Stored data entries
####
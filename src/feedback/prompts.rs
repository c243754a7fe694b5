//! Reviewer prompt sent to the feedback service

use log::info;
use unicode_segmentation::UnicodeSegmentation;

pub const SYSTEM_PROMPT: &str =
    "You are a JSON-only response assistant. You must respond with valid JSON only, no other text.";

/// Prompt template with `{resume}` and `{job}` placeholders
#[derive(Debug, Clone)]
pub struct PromptTemplate {
    pub template: String,
}

impl Default for PromptTemplate {
    fn default() -> Self {
        Self {
            template: REVIEW_TEMPLATE.to_string(),
        }
    }
}

impl PromptTemplate {
    /// Single pass over the template; inserted text is never rescanned
    pub fn render(&self, resume_text: &str, job_description: &str) -> String {
        let mut output = String::with_capacity(self.template.len() + resume_text.len() + job_description.len());
        let mut rest = self.template.as_str();

        while let Some(start) = rest.find('{') {
            output.push_str(&rest[..start]);
            let tail = &rest[start..];
            if let Some(after) = tail.strip_prefix("{resume}") {
                output.push_str(resume_text);
                rest = after;
            } else if let Some(after) = tail.strip_prefix("{job}") {
                output.push_str(job_description);
                rest = after;
            } else {
                output.push('{');
                rest = &tail[1..];
            }
        }

        output.push_str(rest);
        output
    }
}

/// Cut `text` to at most `max_chars` grapheme clusters, appending "..." when cut
pub fn truncate_for_prompt(text: &str, max_chars: usize, label: &str) -> String {
    let mut graphemes = text.grapheme_indices(true);
    match graphemes.nth(max_chars) {
        Some((byte_index, _)) => {
            info!("{} text truncated to {} characters", label, max_chars);
            format!("{}...", &text[..byte_index])
        }
        None => text.to_string(),
    }
}

const REVIEW_TEMPLATE: &str = r#"You are a professional resume reviewer. You MUST respond with valid JSON only.
Given the following resume and job description, provide a detailed analysis and feedback on the resume.

SCORING CRITERIA:
- 90-100: Excellent match - resume perfectly aligns with job requirements
- 80-89: Very good match - resume strongly matches job requirements
- 70-79: Good match - resume generally matches job requirements
- 60-69: Fair match - resume partially matches job requirements
- 50-59: Poor match - resume has limited alignment with job requirements
- 0-49: Very poor match - resume does not align with job requirements

Your response must be a valid JSON object with exactly these keys:
- match_score (number 0-100, based on alignment between resume and job description)
- strengths (array of 3-5 specific strengths from the resume)
- weaknesses (array of 3-5 specific weaknesses or gaps)
- suggestions (array of exactly 3 specific improvement suggestions)

CRITICAL: Your response must be valid JSON. Do not include any text before or after the JSON object.
Do not use markdown formatting, code blocks, or any other formatting.
Start your response with { and end with } only.

Example response format (copy this exact structure):
{
  "match_score": 75,
  "strengths": ["Strong Python programming skills", "Relevant Flask framework experience", "Database management expertise"],
  "weaknesses": ["Missing cloud platform experience", "Limited team leadership examples", "No mention of API development"],
  "suggestions": ["Add AWS or Azure cloud experience", "Include leadership and team collaboration examples", "Highlight API development and integration work"]
}

Resume:
{resume}

Job Description:
{job}

IMPORTANT: Respond with ONLY the JSON object, no additional text, explanations, or markdown formatting."#;
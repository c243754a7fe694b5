//! Threshold rules turning a match score into written guidance

const POOR_MATCH_THRESHOLD: f64 = 30.0;
const PARTIAL_MATCH_THRESHOLD: f64 = 60.0;
const NAMED_KEYWORDS: usize = 3;

/// Build the guidance list for a score and the ranked missing keywords.
///
/// Always yields the score-band message; the keyword message needs at least
/// one missing keyword and the closing reminder needs a non-zero score.
pub fn generate_recommendations(match_score: f64, top_missing_keywords: &[String]) -> Vec<String> {
    let mut recommendations = Vec::with_capacity(3);

    if match_score < POOR_MATCH_THRESHOLD {
        recommendations.push(
            "Your resume has very few keywords matching the job description. Consider adding more relevant skills and experiences."
                .to_string(),
        );
    } else if match_score < PARTIAL_MATCH_THRESHOLD {
        recommendations.push(
            "Your resume has some matching keywords but could be improved. Focus on adding the most important missing keywords."
                .to_string(),
        );
    } else {
        recommendations.push("Good keyword match! Your resume aligns well with the job requirements.".to_string());
    }

    if !top_missing_keywords.is_empty() {
        let named: Vec<&str> = top_missing_keywords
            .iter()
            .take(NAMED_KEYWORDS)
            .map(String::as_str)
            .collect();
        recommendations.push(format!("Consider adding these important keywords: {}", named.join(", ")));
    }

    if match_score > 0.0 {
        recommendations.push(
            "Review your resume to ensure keywords are used naturally in context, not just listed.".to_string(),
        );
    }

    recommendations
}

#[cfg(test)]
mod tests {
    use super::*;

    fn words(list: &[&str]) -> Vec<String> {
        list.iter().map(|s| s.to_string()).collect()
    }

    #[test]
    fn test_score_bands() {
        let low = generate_recommendations(25.0, &[]);
        assert!(low[0].contains("very few keywords"));

        let mid = generate_recommendations(45.0, &[]);
        assert!(mid[0].contains("some matching keywords"));

        let high = generate_recommendations(75.0, &[]);
        assert!(high[0].starts_with("Good keyword match"));
    }

    #[test]
    fn test_band_boundaries() {
        assert!(generate_recommendations(29.99, &[])[0].contains("very few"));
        assert!(generate_recommendations(30.0, &[])[0].contains("some matching"));
        assert!(generate_recommendations(59.99, &[])[0].contains("some matching"));
        assert!(generate_recommendations(60.0, &[])[0].starts_with("Good keyword match"));
    }

    #[test]
    fn test_names_first_three_missing() {
        let missing = words(&["kafka", "kubernetes", "helm", "grafana", "terraform"]);
        let recs = generate_recommendations(45.0, &missing);

        assert_eq!(recs.len(), 3);
        assert_eq!(recs[1], "Consider adding these important keywords: kafka, kubernetes, helm");
        assert!(recs[2].contains("used naturally in context"));
    }

    #[test]
    fn test_zero_score_skips_reminder() {
        let recs = generate_recommendations(0.0, &words(&["aws"]));
        assert_eq!(recs.len(), 2);
        assert!(!recs.iter().any(|r| r.contains("naturally")));

        let recs = generate_recommendations(0.0, &[]);
        assert_eq!(recs.len(), 1);
    }

    #[test]
    fn test_full_match_without_missing() {
        let recs = generate_recommendations(100.0, &[]);
        assert_eq!(recs.len(), 2);
        assert!(recs[0].starts_with("Good keyword match"));
    }
}
//! Report combining the keyword comparison with the AI critique

use crate::feedback::ResumeFeedback;
use crate::input::Document;
use crate::processing::ComparisonResult;
use chrono::{DateTime, Utc};
use serde::{Deserialize, Serialize};

#[derive(Debug, Clone, Serialize, Deserialize)]
pub struct AnalysisReport {
    /// Deterministic keyword overlap
    pub keyword_analysis: ComparisonResult,

    /// Narrative critique; absent when AI feedback was disabled
    pub ai_feedback: Option<ResumeFeedback>,

    pub metadata: ReportMetadata,
}

#[derive(Debug, Clone, Serialize, Deserialize)]
pub struct ReportMetadata {
    pub generated_at: DateTime<Utc>,
    pub resume_source: String,
    pub job_source: String,
    pub resume_chars: usize,
    pub job_chars: usize,
    pub version: String,
}

/// Coarse verdict for a 0-100 score
#[derive(Debug, Clone, Copy, PartialEq, Eq, Serialize, Deserialize)]
pub enum ScoreBand {
    Excellent,
    VeryGood,
    Good,
    Fair,
    Poor,
    VeryPoor,
}

impl ScoreBand {
    /// Bands follow the scoring criteria given to the reviewer model
    pub fn from_score(score: f64) -> Self {
        match score {
            s if s >= 90.0 => ScoreBand::Excellent,
            s if s >= 80.0 => ScoreBand::VeryGood,
            s if s >= 70.0 => ScoreBand::Good,
            s if s >= 60.0 => ScoreBand::Fair,
            s if s >= 50.0 => ScoreBand::Poor,
            _ => ScoreBand::VeryPoor,
        }
    }

    pub fn label(&self) -> &'static str {
        match self {
            ScoreBand::Excellent => "EXCELLENT",
            ScoreBand::VeryGood => "VERY GOOD",
            ScoreBand::Good => "GOOD",
            ScoreBand::Fair => "FAIR",
            ScoreBand::Poor => "POOR",
            ScoreBand::VeryPoor => "VERY POOR",
        }
    }

    pub fn css_class(&self) -> &'static str {
        match self {
            ScoreBand::Excellent | ScoreBand::VeryGood => "score-excellent",
            ScoreBand::Good => "score-good",
            ScoreBand::Fair => "score-fair",
            ScoreBand::Poor | ScoreBand::VeryPoor => "score-poor",
        }
    }
}

impl AnalysisReport {
    pub fn new(
        resume: &Document,
        job: &Document,
        keyword_analysis: ComparisonResult,
        ai_feedback: Option<ResumeFeedback>,
    ) -> Self {
        Self {
            keyword_analysis,
            ai_feedback,
            metadata: ReportMetadata {
                generated_at: Utc::now(),
                resume_source: resume.source.clone(),
                job_source: job.source.clone(),
                resume_chars: resume.char_count(),
                job_chars: job.char_count(),
                version: env!("CARGO_PKG_VERSION").to_string(),
            },
        }
    }

    pub fn keyword_band(&self) -> ScoreBand {
        ScoreBand::from_score(self.keyword_analysis.match_score)
    }
}

#[cfg(test)]
mod tests {
    use super::*;
    use crate::input::DocumentKind;
    use crate::processing::compare_keywords;

    #[test]
    fn test_score_bands() {
        assert_eq!(ScoreBand::from_score(100.0), ScoreBand::Excellent);
        assert_eq!(ScoreBand::from_score(85.0), ScoreBand::VeryGood);
        assert_eq!(ScoreBand::from_score(70.0), ScoreBand::Good);
        assert_eq!(ScoreBand::from_score(69.9), ScoreBand::Fair);
        assert_eq!(ScoreBand::from_score(50.0), ScoreBand::Poor);
        assert_eq!(ScoreBand::from_score(0.0), ScoreBand::VeryPoor);
    }

    #[test]
    fn test_report_metadata() {
        let resume = Document::new(DocumentKind::Resume, "cv.txt", "Rust Tokio");
        let job = Document::new(DocumentKind::JobDescription, "pasted text", "Rust Kafka");
        let result = compare_keywords(&resume.text, &job.text);

        let report = AnalysisReport::new(&resume, &job, result, None);
        assert_eq!(report.metadata.resume_source, "cv.txt");
        assert_eq!(report.metadata.job_chars, 10);
        assert_eq!(report.keyword_analysis.match_score, 50.0);
        assert_eq!(report.keyword_band(), ScoreBand::Poor);
    }
}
####
TASK REQUIREMENTS
Starting at the line that contains "rest = &tail[1..];" and stopping after the line that contains "CRITICAL: Your response", write out every line exactly as it appears above, and no other line.

RESULT OF THE EXERCISE
                rest = &tail[1..];
            }
        }

        output.push_str(rest);
        output
    }
}

/// Cut `text` to at most `max_chars` grapheme clusters, appending "..." when cut
pub fn truncate_for_prompt(text: &str, max_chars: usize, label: &str) -> String {
    let mut graphemes = text.grapheme_indices(true);
    match graphemes.nth(max_chars) {
        Some((byte_index, _)) => {
            info!("{} text truncated to {} characters", label, max_chars);
            format!("{}...", &text[..byte_index])
        }
        None => text.to_string(),
    }
}

const REVIEW_TEMPLATE: &str = r#"You are a professional resume reviewer. You MUST respond with valid JSON only.
Given the following resume and job description, provide a detailed analysis and feedback on the resume.

SCORING CRITERIA:
- 90-100: Excellent match - resume perfectly aligns with job requirements
- 80-89: Very good match - resume strongly matches job requirements
- 70-79: Good match - resume generally matches job requirements
- 60-69: Fair match - resume partially matches job requirements
- 50-59: Poor match - resume has limited alignment with job requirements
- 0-49: Very poor match - resume does not align with job requirements

Your response must be a valid JSON object with exactly these keys:
- match_score (number 0-100, based on alignment between resume and job description)
- strengths (array of 3-5 specific strengths from the resume)
- weaknesses (array of 3-5 specific weaknesses or gaps)
- suggestions (array of exactly 3 specific improvement suggestions)

CRITICAL: Your response must be valid JSON. Do not include any text before or after the JSON object.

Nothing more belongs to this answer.